We think you need these skills to ace Lead Data Scientist - ML & Risk, Hybrid London
Some tips for your application 🫡
Tailor Your CV: Make sure your CV highlights your experience in data science, especially in credit risk. We want to see how your skills in Python and SQL shine through, so don’t hold back on those details!
Craft a Compelling Cover Letter: Your cover letter is your chance to tell us why you’re the perfect fit for this role. Share your passion for AI and machine learning, and how you can tackle business challenges in a fintech environment.
Showcase Your Projects: If you've worked on any relevant projects or have experience with machine learning frameworks, make sure to include them! We love seeing practical applications of your skills that demonstrate your expertise.

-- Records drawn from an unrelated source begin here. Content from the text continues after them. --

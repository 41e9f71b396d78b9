/// Default base URL for OpenRouter transport requests.
pub const DEFAULT_OPENROUTER_BASE_URL: &str = "https://openrouter.ai/api/v1";

/// Normalize a base URL to a chat-completions endpoint.
///
/// Normalization rules:
/// 1) keep `/chat/completions` unchanged
/// 2) append `/completions` when the path ends in `/chat`
/// 3) append `/chat/completions` otherwise
pub fn normalize_chat_completions_url(input: &str) -> String {
    let base = if input.trim().is_empty() {
        DEFAULT_OPENROUTER_BASE_URL
    } else {
        input.trim()
    };

    let trimmed = base.trim_end_matches('/');
    if trimmed.ends_with("/chat/completions") {
        return trimmed.to_string();
    }
    if trimmed.ends_with("/chat") {
        return format!("{trimmed}/completions");
    }
    format!("{trimmed}/chat/completions")
}
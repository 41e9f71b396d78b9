/// Where an extracted code payload should land in the editor buffer.
#[derive(Debug, Clone, Copy, PartialEq, Eq)]
pub enum InsertScope {
    /// Insert at the current cursor position.
    Standard,
    /// Insert before the given 1-based line.
    Line(u32),
    /// Replace the inclusive 1-based line range.
    Range { start: u32, end: u32 },
}

/// One actionable instruction extracted from a command span.
#[derive(Debug, Clone, PartialEq, Eq)]
pub enum CommandRecord {
    ReadFile {
        path: String,
    },
    Execute {
        command: String,
    },
    InsertCode {
        scope: InsertScope,
        code: String,
        language: Option<String>,
    },
    /// `replace_file` on the wire; the `modify_file` alias maps here too.
    ReplaceFile {
        path: String,
        content: String,
    },
    Stop {
        message: String,
    },
}

impl CommandRecord {
    /// Returns true when this command suppresses rendering and restarts the
    /// model loop: the model is expected to wait for the result before
    /// proposing edits, so nothing else in the response is processed.
    #[must_use]
    pub fn short_circuits(&self) -> bool {
        matches!(self, Self::ReadFile { .. } | Self::Execute { .. })
    }
}

/// One command plus the registry id allocated for its display placeholder.
#[derive(Debug, Clone, PartialEq, Eq)]
pub struct ScannedCommand {
    pub record: CommandRecord,
    /// Allocated for insertable code payloads so a later transcript click can
    /// resolve back to them; `None` for commands with no replayable payload.
    pub block_id: Option<u64>,
}

/// Result of one scan pass over a complete model response.
#[derive(Debug, Clone, PartialEq, Eq)]
pub struct ScanOutcome {
    /// The response with recognized spans rewritten to placeholders. When
    /// `suppress_display` is set this is the raw text, preserved so the
    /// caller can append it verbatim to model-facing history.
    pub display_text: String,
    pub commands: Vec<ScannedCommand>,
    /// Set when a read/execute command was recognized: the host should show
    /// an annotation instead of rendering the response body.
    pub suppress_display: bool,
    /// First block id not consumed by this pass.
    pub next_block_id: u64,
}
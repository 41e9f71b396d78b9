use std::collections::BTreeMap;

use command_scanner::InsertScope;
use openrouter_api::ChatMessage;

/// Number of trailing history turns resent with each request. Older turns
/// stay in memory for display but are not resent, bounding token cost.
pub const HISTORY_WINDOW: usize = 10;

/// One replayable code payload shown in the transcript.
#[derive(Debug, Clone, PartialEq, Eq)]
pub struct CodeBlock {
    pub scope: InsertScope,
    pub code: String,
    pub language: Option<String>,
}

/// Ordered conversation history plus the code-block registry.
///
/// Append-only during a session; [`ConversationState::clear`] resets turns,
/// registry, id counter, and the first-message flag together, so a reader
/// holding the surrounding lock never observes a partial reset.
#[derive(Debug)]
pub struct ConversationState {
    turns: Vec<ChatMessage>,
    first_message: bool,
    code_blocks: BTreeMap<u64, CodeBlock>,
    next_code_block_id: u64,
}

impl Default for ConversationState {
    fn default() -> Self {
        Self::new()
    }
}

impl ConversationState {
    #[must_use]
    pub fn new() -> Self {
        Self {
            turns: Vec::new(),
            first_message: true,
            code_blocks: BTreeMap::new(),
            next_code_block_id: 1,
        }
    }

    pub fn push_turn(&mut self, turn: ChatMessage) {
        self.turns.push(turn);
    }

    /// Returns the full model-facing history in append order.
    #[must_use]
    pub fn turns(&self) -> &[ChatMessage] {
        &self.turns
    }

    /// Returns the trailing `n` turns in original order.
    #[must_use]
    pub fn trimmed_history(&self, n: usize) -> &[ChatMessage] {
        let start = self.turns.len().saturating_sub(n);
        &self.turns[start..]
    }

    #[must_use]
    pub fn is_first_message(&self) -> bool {
        self.first_message
    }

    pub fn mark_first_message_sent(&mut self) {
        self.first_message = false;
    }

    /// Next id the scanner should allocate placeholders from.
    #[must_use]
    pub fn next_code_block_id(&self) -> u64 {
        self.next_code_block_id
    }

    /// Registers a scanned code block under a scanner-allocated id.
    pub fn register_code_block(&mut self, id: u64, block: CodeBlock) {
        self.code_blocks.insert(id, block);
        self.next_code_block_id = self.next_code_block_id.max(id + 1);
    }

    #[must_use]
    pub fn code_block(&self, id: u64) -> Option<&CodeBlock> {
        self.code_blocks.get(&id)
    }

    #[must_use]
    pub fn code_block_count(&self) -> usize {
        self.code_blocks.len()
    }

    pub fn clear(&mut self) {
        self.turns.clear();
        self.code_blocks.clear();
        self.next_code_block_id = 1;
        self.first_message = true;
    }
}
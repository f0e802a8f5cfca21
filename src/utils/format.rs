/// Formats centavos as pt-BR currency: 6000 -> "R$ 60,00".
pub fn format_price(cents: i64) -> String {
    let sign = if cents < 0 { "-" } else { "" };
    let cents = cents.abs();
    let reais = cents / 100;
    let rest = cents % 100;

    // Thousands groups separated by dots, decimals by a comma.
    let digits = reais.to_string();
    let mut grouped = String::with_capacity(digits.len() + digits.len() / 3);
    for (i, c) in digits.chars().enumerate() {
        if i > 0 && (digits.len() - i) % 3 == 0 {
            grouped.push('.');
        }
        grouped.push(c);
    }

    format!("{sign}R$ {grouped},{rest:02}")
}

#[cfg(test)]
mod tests {
    use super::*;

    #[test]
    fn test_catalog_prices() {
        assert_eq!(format_price(6000), "R$ 60,00");
        assert_eq!(format_price(10000), "R$ 100,00");
        assert_eq!(format_price(15000), "R$ 150,00");
    }

    #[test]
    fn test_cents_and_grouping() {
        assert_eq!(format_price(0), "R$ 0,00");
        assert_eq!(format_price(5), "R$ 0,05");
        assert_eq!(format_price(12345), "R$ 123,45");
        assert_eq!(format_price(1234567), "R$ 12.345,67");
        assert_eq!(format_price(100000000), "R$ 1.000.000,00");
    }

    #[test]
    fn test_negative_amount() {
        assert_eq!(format_price(-6000), "-R$ 60,00");
    }
}
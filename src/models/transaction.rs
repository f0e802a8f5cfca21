use chrono::{DateTime, Utc};
use serde::{Deserialize, Serialize};
use utoipa::ToSchema;

#[derive(Debug, Clone, Copy, PartialEq, Eq, Serialize, Deserialize, ToSchema)]
#[serde(rename_all = "lowercase")]
pub enum TransactionStatus {
    Pending,
    Completed,
    Failed,
    Refunded,
}

/// A `transactions` row as returned by the database.
#[derive(Debug, Clone, Serialize, Deserialize)]
pub struct Transaction {
    pub id: String,
    pub plan_id: String,
    pub amount: i64,
    pub provider: String,
    pub provider_id: String,
    pub status: TransactionStatus,
    #[serde(default)]
    pub created_at: Option<DateTime<Utc>>,
}

/// Insert payload; the database assigns id and created_at.
#[derive(Debug, Clone, Serialize)]
pub struct NewTransaction {
    pub plan_id: String,
    pub amount: i64,
    pub provider: String,
    pub provider_id: String,
    pub status: TransactionStatus,
}

#[cfg(test)]
mod tests {
    use super::*;

    #[test]
    fn test_status_serializes_lowercase() {
        assert_eq!(
            serde_json::to_string(&TransactionStatus::Completed).unwrap(),
            "\"completed\""
        );
        assert_eq!(
            serde_json::to_string(&TransactionStatus::Refunded).unwrap(),
            "\"refunded\""
        );
    }
}
pub mod common;
pub mod feedback;
pub mod plan;
pub mod session;
pub mod transaction;
pub mod video;

pub use common::*;
pub use feedback::*;
pub use plan::*;
pub use session::*;
pub use transaction::*;
pub use video::*;
use chrono::{DateTime, Utc};
use serde::{Deserialize, Serialize};
use utoipa::ToSchema;

/// Insert payload for a `sessions` row: the bearer token minted alongside a
/// completed transaction. The database assigns id and started_at; nothing in
/// this service reads the row back (the gate does no lookup).
#[derive(Debug, Clone, Serialize)]
pub struct NewCallSession {
    pub transaction_id: String,
    pub user_token: String,
    pub video_id: String,
    pub expires_at: DateTime<Utc>,
}

#[derive(Debug, Serialize, Deserialize, ToSchema)]
pub struct CreateCheckoutRequest {
    #[serde(rename = "planId")]
    pub plan_id: String,
}

#[derive(Debug, Serialize, Deserialize, ToSchema)]
pub struct CreateCheckoutResponse {
    /// Stripe's hosted checkout redirect URL.
    pub url: String,
}

#[derive(Debug, Serialize, Deserialize, ToSchema)]
pub struct VerifyPaymentRequest {
    #[serde(rename = "sessionId")]
    pub session_id: String,
}

#[derive(Debug, Serialize, Deserialize, ToSchema)]
pub struct VerifyPaymentResponse {
    pub success: bool,
    #[serde(rename = "sessionToken")]
    pub session_token: String,
    #[serde(rename = "planName")]
    pub plan_name: String,
}
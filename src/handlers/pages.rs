use actix_web::{HttpResponse, web};

use crate::catalog::{self, WHATSAPP_SUPPORT_URL};
use crate::config::Config;
use crate::models::rating_label;
use crate::utils::{format_price, is_valid_token};

const STYLE: &str = r#"
body { margin: 0; font-family: system-ui, sans-serif; background: linear-gradient(135deg, #fdf2f8, #fff, #faf5ff); color: #111827; }
.page { max-width: 640px; margin: 0 auto; padding: 48px 16px; text-align: center; }
.card { background: #fff; border: 1px solid #fbcfe8; border-radius: 12px; padding: 24px; margin: 16px 0; box-shadow: 0 1px 4px rgba(0,0,0,0.06); }
.card h3 { margin: 0 0 4px; }
.price { font-size: 1.5rem; font-weight: 700; color: #db2777; }
button { cursor: pointer; border: 0; border-radius: 8px; padding: 12px 24px; font-size: 1rem; }
.primary { background: linear-gradient(90deg, #ec4899, #9333ea); color: #fff; }
.danger { background: #ef4444; color: #fff; }
.ghost { background: rgba(255,255,255,0.12); color: #fff; }
a.support { color: #6b7280; font-size: 0.9rem; }
.call { background: #000; color: #fff; min-height: 100vh; display: flex; flex-direction: column; }
.call video { width: 100%; flex: 1; object-fit: cover; }
.call-header { display: flex; align-items: center; gap: 8px; padding: 12px 16px; }
.call-controls { display: flex; justify-content: center; gap: 12px; padding: 16px; }
.online-dot { width: 8px; height: 8px; border-radius: 50%; background: #22c55e; display: inline-block; }
.stars button { background: none; font-size: 2rem; padding: 4px; }
.stars button.off { filter: grayscale(1); opacity: 0.4; }
textarea { width: 100%; min-height: 96px; border: 1px solid #e5e7eb; border-radius: 8px; padding: 8px; box-sizing: border-box; }
.hidden { display: none; }
"#;

const HOME_JS: &str = r#"
async function buyPlan(planId) {
  try {
    const response = await fetch('/api/v1/checkout', {
      method: 'POST',
      headers: { 'Content-Type': 'application/json' },
      body: JSON.stringify({ planId })
    });
    const data = await response.json();
    if (response.ok && data.url) {
      window.location.href = data.url;
    } else {
      alert((data.error && data.error.message) || 'Erro ao iniciar o pagamento');
    }
  } catch (e) {
    alert('Erro ao iniciar o pagamento');
  }
}
document.querySelectorAll('button[data-plan]').forEach((el) => {
  el.addEventListener('click', () => buyPlan(el.dataset.plan));
});
"#;

const SUCCESS_JS: &str = r#"
async function verifyPayment() {
  const sessionId = new URLSearchParams(window.location.search).get('session_id');
  const status = document.getElementById('status');
  if (!sessionId) {
    status.textContent = 'Ops! Algo deu errado';
    return;
  }
  try {
    const response = await fetch('/api/v1/verify-payment', {
      method: 'POST',
      headers: { 'Content-Type': 'application/json' },
      body: JSON.stringify({ sessionId })
    });
    const data = await response.json();
    if (response.ok && data.success) {
      status.textContent = 'Pagamento confirmado!';
      document.getElementById('detail').textContent =
        'Você será redirecionado em instantes para a sua sala privada.';
      setTimeout(() => { window.location.href = '/call/' + data.sessionToken; }, 3000);
    } else {
      status.textContent = (data.error && data.error.message) || 'Erro ao verificar pagamento';
      document.getElementById('home-link').classList.remove('hidden');
    }
  } catch (e) {
    status.textContent = 'Erro ao processar pagamento';
    document.getElementById('home-link').classList.remove('hidden');
  }
}
verifyPayment();
"#;

const CALL_JS: &str = r#"
const video = document.getElementById('call-video');
document.getElementById('mute').addEventListener('click', () => {
  video.muted = !video.muted;
  document.getElementById('mute').textContent = video.muted ? 'Ativar som' : 'Mudo';
});
document.getElementById('fullscreen').addEventListener('click', () => {
  if (!document.fullscreenElement) {
    document.documentElement.requestFullscreen();
  } else {
    document.exitFullscreen();
  }
});
document.getElementById('end-call').addEventListener('click', () => {
  window.location.href = '/feedback';
});
"#;

// Submission only flips local state. No request leaves the page.
const FEEDBACK_JS: &str = r#"
let rating = 0;
const labelEl = document.getElementById('rating-label');
document.querySelectorAll('.stars button').forEach((el) => {
  el.addEventListener('click', () => {
    rating = Number(el.dataset.rating);
    labelEl.textContent = RATING_LABELS[rating - 1];
    document.querySelectorAll('.stars button').forEach((other) => {
      other.classList.toggle('off', Number(other.dataset.rating) > rating);
    });
    document.getElementById('submit').disabled = false;
  });
});
document.getElementById('submit').addEventListener('click', () => {
  document.getElementById('form-view').classList.add('hidden');
  document.getElementById('submitted-view').classList.remove('hidden');
});
"#;

fn layout(title: &str, body: &str) -> String {
    format!(
        "<!DOCTYPE html><html lang=\"pt-BR\"><head><meta charset=\"utf-8\">\
         <meta name=\"viewport\" content=\"width=device-width, initial-scale=1\">\
         <title>{title}</title><style>{STYLE}</style></head><body>{body}</body></html>"
    )
}

fn html_response(body: String) -> HttpResponse {
    HttpResponse::Ok()
        .content_type("text/html; charset=utf-8")
        .body(body)
}

pub async fn home() -> HttpResponse {
    let cards: String = catalog::plans()
        .iter()
        .map(|plan| {
            format!(
                "<div class=\"card\"><h3>{}</h3><p>{}</p>\
                 <p class=\"price\">{}</p>\
                 <button class=\"primary\" data-plan=\"{}\">Comprar</button></div>",
                plan.name,
                plan.description,
                format_price(plan.price_cents),
                plan.id
            )
        })
        .collect();

    let body = format!(
        "<div class=\"page\"><h1>Sorrisinho Call 💕</h1>\
         <p>Escolha quanto tempo você quer passar comigo:</p>\
         {cards}<script>{HOME_JS}</script></div>"
    );
    html_response(layout("Sorrisinho Call", &body))
}

pub async fn success() -> HttpResponse {
    let body = format!(
        "<div class=\"page\"><div class=\"card\">\
         <h2 id=\"status\">Verificando pagamento...</h2>\
         <p id=\"detail\">Aguarde enquanto confirmamos sua compra</p>\
         <a id=\"home-link\" class=\"hidden\" href=\"/\"><button class=\"primary\">Voltar ao início</button></a>\
         </div><script>{SUCCESS_JS}</script></div>"
    );
    html_response(layout("Pagamento", &body))
}

/// Call access gate. The only validity check is the token length heuristic;
/// there is no lookup against issued sessions and no expiry check.
pub async fn call(path: web::Path<String>) -> HttpResponse {
    let token = path.into_inner();
    if !is_valid_token(&token) {
        let body = "<div class=\"page\"><div class=\"card\">\
             <h2>Sessão inválida</h2>\
             <p>Esta sessão expirou ou não é válida. Por favor, faça uma nova compra.</p>\
             <a href=\"/\"><button class=\"primary\">Voltar ao início</button></a>\
             </div></div>";
        return html_response(layout("Sessão inválida", body));
    }

    let body = format!(
        "<div class=\"call\">\
         <div class=\"call-header\"><strong>Sorrisinho</strong>\
         <span class=\"online-dot\"></span><span>Online</span></div>\
         <video id=\"call-video\" autoplay loop playsinline>\
         <source src=\"/api/video/stream\" type=\"video/mp4\">\
         Seu navegador não suporta vídeo HTML5.</video>\
         <div class=\"call-controls\">\
         <button id=\"mute\" class=\"ghost\">Mudo</button>\
         <button id=\"fullscreen\" class=\"ghost\">Tela cheia</button>\
         <button id=\"end-call\" class=\"danger\">Encerrar</button>\
         </div>\
         <p style=\"text-align:center\"><a class=\"support\" href=\"{WHATSAPP_SUPPORT_URL}\" target=\"_blank\" rel=\"noopener noreferrer\">Suporte</a></p>\
         <script>{CALL_JS}</script></div>"
    );
    html_response(layout("Chamada", &body))
}

pub async fn feedback() -> HttpResponse {
    let labels: Vec<&str> = (1u8..=5).filter_map(rating_label).collect();
    let labels_json = serde_json::to_string(&labels).unwrap_or_else(|_| "[]".to_string());

    let stars: String = (1..=5)
        .map(|rating| format!("<button data-rating=\"{rating}\">⭐</button>"))
        .collect();

    let body = format!(
        "<div class=\"page\">\
         <div id=\"form-view\" class=\"card\">\
         <h2>Como foi sua experiência?</h2>\
         <p>Avalie nossa chamada:</p>\
         <div class=\"stars\">{stars}</div>\
         <p id=\"rating-label\"></p>\
         <textarea placeholder=\"Conte-me como foi sua experiência... (opcional)\"></textarea>\
         <p><button id=\"submit\" class=\"primary\" disabled>Enviar feedback</button></p>\
         </div>\
         <div id=\"submitted-view\" class=\"card hidden\">\
         <h2>Obrigada pelo feedback!</h2>\
         <p>Sua opinião é muito importante para nós. Esperamos vê-lo novamente em breve!</p>\
         <a href=\"/\"><button class=\"primary\">Nova chamada</button></a>\
         </div>\
         <a class=\"support\" href=\"{WHATSAPP_SUPPORT_URL}\" target=\"_blank\" rel=\"noopener noreferrer\">Falar com suporte</a>\
         <script>const RATING_LABELS = {labels_json};{FEEDBACK_JS}</script></div>"
    );
    html_response(layout("Feedback", &body))
}

/// The call room's video source. Delivery itself is external; this just points
/// the player at the configured asset.
pub async fn video_stream(config: web::Data<Config>) -> HttpResponse {
    HttpResponse::Found()
        .append_header(("Location", config.video.stream_url.clone()))
        .finish()
}

pub fn pages_config(cfg: &mut web::ServiceConfig) {
    cfg.route("/", web::get().to(home))
        .route("/success", web::get().to(success))
        .route("/call/{token}", web::get().to(call))
        .route("/feedback", web::get().to(feedback))
        .route("/api/video/stream", web::get().to(video_stream));
}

Apply Through Our Website: We encourage you to apply directly through our website. It’s the best way for us to receive your application and ensures you don’t miss out on any important updates from our team!
How to prepare for a job interview at Uncapped
✨Know Your Stuff
Make sure you brush up on your knowledge of AI and machine learning models, especially those related to credit risk. Be ready to discuss specific projects you've worked on and the impact they had. This will show that you not only understand the theory but can also apply it in real-world scenarios.
✨Showcase Your Skills
Since proficiency in Python and SQL is a must, prepare to demonstrate your coding skills. You might be asked to solve a problem on the spot or explain your thought process behind a previous project. Practising coding challenges beforehand can really help you shine.
✨Understand the Company
Research the fintech company thoroughly. Understand their products, target market, and how they leverage data science to solve business challenges. This will allow you to tailor your answers and show genuine interest in how you can contribute to their mission.
✨Ask Insightful Questions
Prepare some thoughtful questions to ask at the end of the interview. Inquire about their current data science projects, team dynamics, or how they measure success in this role. This not only shows your enthusiasm but also helps you gauge if the company is the right fit for you.